Walk 10 - A short circuit of Grisedale with limited exposure paced with interest and suitable for families starting from Moorcock Inn or Garsdale Station taking in this remote valley and the deserted hamlet of Scales - 6 miles - 3.5 hours Back to Moorcock Walks

Bridge at Scales [the Quaker graveyard is within the trees] Clough River on a grey day

If starting from the Moorcock Inn follow the main road towards Sedbergh under the railway bridge to the T junction serving the station and turn right through stile. This is in fact the 2nd stile on the right hand side directly opposite the turning to the station. Then pick up the directions below.

Alternatively, if arriving by train from Garsdale Station walk down to the main road to the T junction. Immediately across the main road look for a stile and climb uphill. After the 2nd stile the ground levels out slightly. Pass to the rear of Blake Mire and through a stile to the right hand side with a sign 'Beware of the Farmer'. Proceed across the pasture to Rowantree now occupied by a few hen coups and the onwards across the pasture to Moor Rigg. The pasture is full of wild flowers in May and June.
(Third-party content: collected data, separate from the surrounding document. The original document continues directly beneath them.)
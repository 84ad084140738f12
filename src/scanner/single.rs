// Thu Feb 05 2026 - Alex

use crate::pattern::Signature;
use crate::scanner::result::FileResults;
use crate::scanner::{MultiScanner, ScanOptions};
use std::path::Path;

/// A [`MultiScanner`] bound to exactly one signature, returning plain offset lists.
#[derive(Debug, Clone)]
pub struct Scanner {
    inner: MultiScanner,
    signature: Signature,
}

impl Scanner {
    pub fn new(signature: Signature) -> Self {
        let inner = MultiScanner::new().with_signature(signature.clone());
        Self { inner, signature }
    }

    pub fn signature(&self) -> &Signature {
        &self.signature
    }

    pub fn scan(&self, data: &[u8], options: &ScanOptions) -> Vec<u64> {
        self.inner
            .scan(data, options)
            .remove(&self.signature)
            .unwrap_or_default()
    }

    pub fn reverse_scan(&self, data: &[u8], options: &ScanOptions) -> Vec<u64> {
        self.inner
            .reverse_scan(data, options)
            .remove(&self.signature)
            .unwrap_or_default()
    }

    pub fn scan_file(&self, path: &Path, options: &ScanOptions) -> Vec<u64> {
        self.inner
            .scan_file(path, options)
            .remove(&self.signature)
            .unwrap_or_default()
    }

    pub fn scan_directory(&self, path: &Path, options: &ScanOptions) -> FileResults {
        self.inner
            .scan_directory(path, options)
            .remove(&self.signature)
            .unwrap_or_default()
    }
}

impl From<Signature> for Scanner {
    fn from(signature: Signature) -> Self {
        Self::new(signature)
    }
}
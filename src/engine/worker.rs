// Tue Feb 03 2026 - Alex

use crate::engine::scheduler::{PoolState, Shared};
use crate::engine::task::TaskOutcome;
use std::sync::Arc;
use std::thread::{self, Scope, ScopedJoinHandle};

pub struct Worker<'scope> {
    id: usize,
    thread_handle: Option<ScopedJoinHandle<'scope, ()>>,
}

impl<'scope> Worker<'scope> {
    pub(crate) fn spawn<'env>(
        id: usize,
        scope: &'scope Scope<'scope, 'env>,
        shared: Arc<Shared<'env>>,
    ) -> Option<Self> {
        let spawned = thread::Builder::new()
            .name(format!("sigscan-worker-{}", id))
            .spawn_scoped(scope, move || Worker::worker_loop(id, &shared));

        match spawned {
            Ok(handle) => Some(Self {
                id,
                thread_handle: Some(handle),
            }),
            Err(e) => {
                log::error!("Failed to spawn worker {}: {}", id, e);
                None
            }
        }
    }

    pub fn join(&mut self) {
        if let Some(handle) = self.thread_handle.take() {
            if handle.join().is_err() {
                log::error!("Worker {} terminated abnormally", self.id);
            }
        }
    }

    fn worker_loop(id: usize, shared: &Shared<'_>) {
        log::trace!("Worker {} started", id);

        loop {
            let task = {
                let mut queue = shared.queue.lock();
                loop {
                    if matches!(queue.state, PoolState::Stopping | PoolState::Idle) {
                        log::trace!("Worker {} exiting", id);
                        return;
                    }
                    if let Some(task) = queue.tasks.pop() {
                        queue.active += 1;
                        break task;
                    }
                    if queue.state == PoolState::Draining && queue.active == 0 {
                        shared.signal.notify_all();
                        log::trace!("Worker {} drained", id);
                        return;
                    }
                    shared.signal.wait(&mut queue);
                }
            };

            let label = task.to_string();
            log::trace!("Worker {} running task {}", id, label);
            match task.execute() {
                TaskOutcome::Completed => shared.stats.record_completion(),
                TaskOutcome::Panicked(message) => {
                    log::error!("Task {} panicked on worker {}: {}", label, id, message);
                    shared.stats.record_panic();
                }
            }

            let mut queue = shared.queue.lock();
            queue.active -= 1;
            if queue.active == 0 && queue.tasks.is_empty() {
                shared.signal.notify_all();
            }
        }
    }
}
Cross the minor road at Moor Rigg and pass through a stile, across two fields and another stile to emerge proceeding to the right hand side of Reachey, a renovated farmhouse. The path now follows the right hand side of the Clough River for some way. Continue until reaching the old stone bridge at Scales. It is worth pausing for a look around the deserted former Quaker community and its graveyard within the trees. Until a few years ago this was to be renovated as part of grandiose plans to turn into a recording studio and residence by the band Erasure - but now abandoned. Indeed it may be From Scales retrace steps over the bridge and take the vehicle track up the hill to Flust to join the track to East House. In recent years I have found this preferable to the alternative path to Ings (easier route finding and less boggy!)
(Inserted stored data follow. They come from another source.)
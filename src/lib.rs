// Tue Jan 15 2026 - Alex

pub mod config;
pub mod engine;
pub mod pattern;
pub mod scanner;
pub mod ui;

pub use config::{Config, ConfigError};
pub use engine::{PoolState, SchedulerStats, TaskScheduler};
pub use pattern::{PatternError, Signature};
pub use scanner::{
    DirectoryResults, FileResults, MultiScanner, ScanError, ScanOptions, ScanResults, Scanner,
    ThreadingMode,
};
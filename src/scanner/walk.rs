// Wed Feb 04 2026 - Alex

use crate::scanner::{ScanError, ScanOptions};
use std::fs::{self, Metadata};
use std::path::{Path, PathBuf};
use walkdir::{DirEntry, WalkDir};

#[derive(Debug, Clone, PartialEq, Eq)]
pub struct FileEntry {
    pub path: PathBuf,
    pub size: u64,
    /// 0 for files directly inside the root.
    pub depth: usize,
}

/// Regular files under `root` that pass every filter in `options`.
///
/// Directories deeper than the depth limit are never entered. Linked
/// directories are not descended into, but a symlink to a regular file is
/// reported with the target's size. Entries that cannot be read are logged and
/// skipped.
pub fn files<'a>(root: &Path, options: &'a ScanOptions) -> impl Iterator<Item = FileEntry> + 'a {
    let mut walker = WalkDir::new(root).min_depth(1).follow_links(false);
    if let Some(max_depth) = options.max_depth() {
        walker = walker.max_depth(max_depth.saturating_add(1));
    }

    walker
        .into_iter()
        .filter_map(|entry| match entry {
            Ok(entry) => Some(entry),
            Err(e) => {
                log::debug!("Skipping entry: {}", ScanError::from(e));
                None
            }
        })
        .filter(|entry| entry.file_type().is_file() || entry.path_is_symlink())
        .filter_map(move |entry| accept(entry, options))
}

fn accept(entry: DirEntry, options: &ScanOptions) -> Option<FileEntry> {
    let depth = entry.depth() - 1;
    let path = entry.path();

    if !options.depth_ok(depth) || !options.extension_ok(path) || !options.filename_ok(path) {
        return None;
    }

    let metadata = match target_metadata(&entry) {
        Ok(metadata) => metadata,
        Err(e) => {
            log::debug!("Skipping {}: {}", path.display(), e);
            return None;
        }
    };
    if !metadata.is_file() {
        return None;
    }
    let size = metadata.len();
    if !options.size_ok(size) {
        return None;
    }

    Some(FileEntry {
        path: entry.into_path(),
        size,
        depth,
    })
}

/// Metadata of the entry itself, or of its target when it is a symlink.
fn target_metadata(entry: &DirEntry) -> Result<Metadata, ScanError> {
    if entry.path_is_symlink() {
        fs::metadata(entry.path()).map_err(|e| ScanError::from_metadata(entry.path(), e))
    } else {
        entry.metadata().map_err(ScanError::from)
    }
}
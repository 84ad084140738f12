// Wed Jan 15 2026 - Alex

pub mod spinner;

pub use spinner::ProgressSpinner;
Buildings at Scales - once to be redeveloped as a recording studio!  

At the barn at Flust follow the track through a ford and to the rear of East House. The path now crosses the upland pasture of Grisedale Common on which wild ponies can usually be seen. The path steadily curves around to the shoulder of the hill where there is a stile and a gate. Look carefully for these as they are midway along the pasture and might be difficult to spot immediately.
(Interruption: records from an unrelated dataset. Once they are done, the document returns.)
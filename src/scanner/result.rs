// Wed Feb 04 2026 - Alex

use crate::pattern::Signature;
use parking_lot::Mutex;
use std::collections::{HashMap, HashSet};
use std::path::{Path, PathBuf};

/// Offsets per signature for a buffer or single file.
pub type ScanResults = HashMap<Signature, Vec<u64>>;

/// Offsets per file for one signature.
pub type FileResults = HashMap<PathBuf, Vec<u64>>;

/// Offsets per signature and file for a directory scan.
pub type DirectoryResults = HashMap<Signature, FileResults>;

/// Accumulator shared by every task of one top-level scan call.
///
/// The key set is fixed at construction; tasks only ever append offsets, and
/// skip the lock entirely when they have nothing to add. A path marked failed
/// is dropped from every signature when the sink is consumed, whatever order
/// its tasks finished in.
pub(crate) struct ResultSink {
    results: Mutex<DirectoryResults>,
    failed: Mutex<HashSet<PathBuf>>,
}

impl ResultSink {
    pub(crate) fn new<'a>(signatures: impl IntoIterator<Item = &'a Signature>) -> Self {
        let results = signatures
            .into_iter()
            .map(|s| (s.clone(), FileResults::new()))
            .collect();
        Self {
            results: Mutex::new(results),
            failed: Mutex::new(HashSet::new()),
        }
    }

    pub(crate) fn record(&self, signature: &Signature, path: &Path, offsets: Vec<u64>) {
        if offsets.is_empty() {
            return;
        }
        let mut results = self.results.lock();
        if let Some(files) = results.get_mut(signature) {
            files.entry(path.to_path_buf()).or_default().extend(offsets);
        }
    }

    /// Records a whole file's findings under one lock acquisition.
    pub(crate) fn commit<'a>(&self, path: &Path, found: impl IntoIterator<Item = (&'a Signature, Vec<u64>)>) {
        let mut found = found.into_iter().filter(|(_, offsets)| !offsets.is_empty()).peekable();
        if found.peek().is_none() {
            return;
        }
        let mut results = self.results.lock();
        for (signature, offsets) in found {
            if let Some(files) = results.get_mut(signature) {
                files.entry(path.to_path_buf()).or_default().extend(offsets);
            }
        }
    }

    /// Marks `path` as unreadable. Nothing recorded for it before or after
    /// survives into the results. Returns false if it was already marked.
    pub(crate) fn fail(&self, path: &Path) -> bool {
        self.failed.lock().insert(path.to_path_buf())
    }

    pub(crate) fn failed_count(&self) -> usize {
        self.failed.lock().len()
    }

    pub(crate) fn into_inner(self) -> DirectoryResults {
        let mut results = self.results.into_inner();
        let failed = self.failed.into_inner();
        if !failed.is_empty() {
            for files in results.values_mut() {
                files.retain(|path, _| !failed.contains(path));
            }
        }
        results
    }
}

pub fn total_matches(results: &ScanResults) -> usize {
    results.values().map(Vec::len).sum()
}

pub fn total_directory_matches(results: &DirectoryResults) -> usize {
    results
        .values()
        .flat_map(|files| files.values())
        .map(Vec::len)
        .sum()
}

/// Sorts every offset list ascending. Scans only order offsets within one chunk.
pub fn sort_offsets(results: &mut ScanResults) {
    for offsets in results.values_mut() {
        offsets.sort_unstable();
    }
}

pub fn sort_directory_offsets(results: &mut DirectoryResults) {
    for offsets in results.values_mut().flat_map(|files| files.values_mut()) {
        offsets.sort_unstable();
    }
}

#[cfg(test)]
mod tests {
    use super::*;

    #[test]
    fn test_sink_keeps_key_set() {
        let a = Signature::parse("AA").unwrap();
        let b = Signature::parse("BB").unwrap();
        let stranger = Signature::parse("CC").unwrap();
        let sink = ResultSink::new([&a, &b]);

        sink.record(&a, Path::new("f"), vec![3, 1]);
        sink.record(&a, Path::new("f"), vec![2]);
        sink.record(&b, Path::new("f"), Vec::new());
        sink.record(&stranger, Path::new("f"), vec![9]);

        let mut results = sink.into_inner();
        assert_eq!(results.len(), 2);
        assert!(results[&b].is_empty());
        sort_directory_offsets(&mut results);
        assert_eq!(results[&a][Path::new("f")], vec![1, 2, 3]);
        assert_eq!(total_directory_matches(&results), 3);
    }

    #[test]
    fn test_commit_and_fail() {
        let a = Signature::parse("AA").unwrap();
        let b = Signature::parse("BB").unwrap();
        let sink = ResultSink::new([&a, &b]);

        sink.commit(Path::new("x"), vec![(&a, vec![1]), (&b, vec![2, 3])]);
        sink.commit(Path::new("y"), vec![(&a, vec![4])]);
        assert!(sink.fail(Path::new("x")));
        sink.record(&b, Path::new("x"), vec![7]);
        assert!(!sink.fail(Path::new("x")));
        assert_eq!(sink.failed_count(), 1);

        let results = sink.into_inner();
        assert!(!results[&a].contains_key(Path::new("x")));
        assert!(results[&b].is_empty());
        assert_eq!(results[&a][Path::new("y")], vec![4]);
    }

    #[test]
    fn test_sort_and_count_scan_results() {
        let a = Signature::parse("AA").unwrap();
        let mut results = ScanResults::new();
        results.insert(a.clone(), vec![9, 2, 5]);
        sort_offsets(&mut results);
        assert_eq!(results[&a], vec![2, 5, 9]);
        assert_eq!(total_matches(&results), 3);
    }
}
Passing through the gate descend across South Lunds Pasture pasture taking an almost diagonal course towards Grisedale Crossing and footbridge which can be seen below. Eventually, cross the railway track by means of the footbridge and proceed along the access road. Cross the main road and proceed along a track towards Blades farmhouse. After crossing the River Ure on a vehicle bridge bear right and follow the left hand bank to Ure Force waterfalls.. After crossing the bridge keep to the bank for a short while and it should be possible to see the recently constructed bridleway striking out diagonally across the rough pasture to arrive at the rear of the Moorcock Inn.

Ure Force waterfalls  

For the return walk to Garsdale Station, on leaving the Moorcock turn right and proceed along the main road towards Sedbergh for a very short while then turning left through a gate to follow the recently opened Pennine Bridleway which proceeds directly to the rear of the station passing under Dandry Mire Viaduct enroute. The station is slightly under a mile from the pub and 30-35 minutes should be allowed for this uphill walk! Remember that southbound trains run from the farthest platform and it is necessary to pass under the road bridge to gain access.

Important note:- Whilst the author has taken every care in assembling the information on this site, no responsibility can be accepted for any error or omission herein. If in any doubt walkers should always consult the relevant OS map. All timings are approximate and for a person of average fitness and ability.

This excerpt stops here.